> [Data records]:
//! Policy templates.
//!
//! A template is created in `PENDING` state, moves to `VALID` when the
//! operator approves it (management interface) or `INVALID` when it is
//! rejected. Only `VALID` templates are visible in the derived service
//! access information and eligible for dynamic policy instantiation.

use chrono::{DateTime, Utc};
use msaf_common::ResourceMetadata;
use serde::{Deserialize, Serialize};
use serde_json::Value;

use crate::error::ProvisioningError;

#[derive(Debug, Clone, Copy, PartialEq, Eq, Serialize, Deserialize)]
#[serde(rename_all = "SCREAMING_SNAKE_CASE")]
pub enum PolicyTemplateState {
    Pending,
    Valid,
    Invalid,
}

#[derive(Debug, Clone, Serialize, Deserialize)]
#[serde(rename_all = "camelCase")]
pub struct PolicyTemplate {
    #[serde(skip_serializing_if = "Option::is_none")]
    pub policy_template_id: Option<String>,
    #[serde(skip_serializing_if = "Option::is_none")]
    pub external_reference: Option<String>,
    #[serde(skip_serializing_if = "Option::is_none")]
    pub state: Option<PolicyTemplateState>,
    #[serde(skip_serializing_if = "Option::is_none")]
    pub state_reason: Option<Value>,
    #[serde(skip_serializing_if = "Option::is_none")]
    pub application_session_context: Option<Value>,
    #[serde(skip_serializing_if = "Option::is_none")]
    pub qo_s_specification: Option<Value>,
    #[serde(skip_serializing_if = "Option::is_none")]
    pub charging_specification: Option<Value>,
    #[serde(flatten)]
    pub extra: serde_json::Map<String, Value>,
}

impl PolicyTemplate {
    /// `state` and `stateReason` are read-only on M1; a client-supplied
    /// value is discarded rather than rejected.
    pub fn strip_read_only(&mut self) {
        self.state = None;
        self.state_reason = None;
    }
}

#[derive(Debug, Clone)]
pub struct PolicyTemplateNode {
    pub template: PolicyTemplate,
    pub state: PolicyTemplateState,
    pub created: DateTime<Utc>,
    pub metadata: ResourceMetadata,
}

impl PolicyTemplateNode {
    pub fn new(mut template: PolicyTemplate, policy_template_id: String) -> Self {
        template.strip_read_only();
        template.policy_template_id = Some(policy_template_id);
        let mut node = Self {
            template,
            state: PolicyTemplateState::Pending,
            created: Utc::now(),
            metadata: ResourceMetadata {
                etag: String::new(),
                last_modified: Utc::now(),
            },
        };
        node.refresh_metadata();
        node
    }

    /// The wire representation, with the live state folded in.
    pub fn document(&self) -> PolicyTemplate {
        let mut doc = self.template.clone();
        doc.state = Some(self.state);
        doc
    }

    pub fn refresh_metadata(&mut self) {
        let body = serde_json::to_vec(&self.document()).unwrap_or_default();
        self.metadata = ResourceMetadata::for_body(&body);
    }

    /// Applies an operator state decision.
    ///
    /// `PENDING` is not an operator target; only approval (`VALID`) and
    /// rejection (`INVALID`) are accepted. Re-stating the current state
    /// is a no-op.
    pub fn set_state(
        &mut self,
        new_state: PolicyTemplateState,
        reason: Option<Value>,
    ) -> Result<bool, ProvisioningError> {
        if new_state == PolicyTemplateState::Pending {
            return Err(ProvisioningError::invalid_param(
                "state",
                "Not an operator decision",
                "a policy template can only be approved or rejected",
            ));
        }
        if new_state == self.state {
            return Ok(false);
        }
        self.state = new_state;
        self.template.state_reason = reason;
        self.refresh_metadata();
        Ok(true)
    }

    /// Replaces the template body (M1 PUT). Read-only fields supplied by
    /// the client are dropped and the review cycle restarts in `PENDING`.
    pub fn replace(&mut self, mut template: PolicyTemplate) {
        let id = self.template.policy_template_id.clone();
        template.strip_read_only();
        template.policy_template_id = id;
        self.template = template;
        self.state = PolicyTemplateState::Pending;
        self.refresh_metadata();
    }
}

/// Parses a client-supplied policy template.
pub fn parse_template(body: &[u8]) -> Result<PolicyTemplate, ProvisioningError> {
    let template: PolicyTemplate = serde_json::from_slice(body).map_err(|e| {
        ProvisioningError::validation(format!("policy template is not valid JSON: {e}"))
    })?;
    if template.external_reference.as_deref() == Some("") {
        return Err(ProvisioningError::invalid_param(
            "externalReference",
            "Must not be empty",
            "policy template external reference must not be empty",
        ));
    }
    Ok(template)
}

#[cfg(test)]
mod tests {
    use super::*;

    fn template() -> PolicyTemplate {
        serde_json::from_value(serde_json::json!({
            "externalReference": "gold-tier",
            "qoSSpecification": {"maxBtrDl": "20 Mbps"}
        }))
        .unwrap()
    }

    #[test]
    fn states_serialize_screaming() {
        assert_eq!(
            serde_json::to_value(PolicyTemplateState::Pending).unwrap(),
            "PENDING"
        );
    }

    #[test]
    fn new_node_starts_pending_with_minted_id() {
        let node = PolicyTemplateNode::new(template(), "pt1".into());
        assert_eq!(node.state, PolicyTemplateState::Pending);
        assert_eq!(node.template.policy_template_id.as_deref(), Some("pt1"));
        assert_eq!(node.document().state, Some(PolicyTemplateState::Pending));
    }

    #[test]
    fn client_supplied_state_is_stripped() {
        let mut t = template();
        t.state = Some(PolicyTemplateState::Valid);
        let node = PolicyTemplateNode::new(t, "pt1".into());
        assert_eq!(node.state, PolicyTemplateState::Pending);
    }

    #[test]
    fn approval_moves_to_valid_and_changes_etag() {
        let mut node = PolicyTemplateNode::new(template(), "pt1".into());
        let etag = node.metadata.etag.clone();
        let changed = node.set_state(PolicyTemplateState::Valid, None).unwrap();
        assert!(changed);
        assert_eq!(node.state, PolicyTemplateState::Valid);
        assert_ne!(node.metadata.etag, etag);
    }

    #[test]
    fn re_stating_current_state_is_a_noop() {
        let mut node = PolicyTemplateNode::new(template(), "pt1".into());
        node.set_state(PolicyTemplateState::Valid, None).unwrap();
        let changed = node.set_state(PolicyTemplateState::Valid, None).unwrap();
        assert!(!changed);
    }

    #[test]
    fn pending_is_not_an_operator_target() {
        let mut node = PolicyTemplateNode::new(template(), "pt1".into());
        assert!(node.set_state(PolicyTemplateState::Pending, None).is_err());
    }

    #[test]
    fn rejection_records_reason() {
        let mut node = PolicyTemplateNode::new(template(), "pt1".into());
        let reason = serde_json::json!({"title": "quota exceeded"});
        node.set_state(PolicyTemplateState::Invalid, Some(reason.clone()))
            .unwrap();
        assert_eq!(node.template.state_reason, Some(reason));
    }

    #[test]
    fn replace_resets_review_cycle() {
        let mut node = PolicyTemplateNode::new(template(), "pt1".into());
        node.set_state(PolicyTemplateState::Valid, None).unwrap();
        let mut update = template();
        update.state = Some(PolicyTemplateState::Valid);
        node.replace(update);
        assert_eq!(node.state, PolicyTemplateState::Pending);
        assert_eq!(node.template.policy_template_id.as_deref(), Some("pt1"));
    }

    #[test]
    fn parse_rejects_empty_external_reference() {
        let err = parse_template(br#"{"externalReference":""}"#).unwrap_err();
        assert_eq!(err.invalid_params()[0].param, "externalReference");
    }
}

> [Activity]:
Scan the material above line by line and report how many lines contain the word "String", nothing further.

> [Result for this exercise]:
5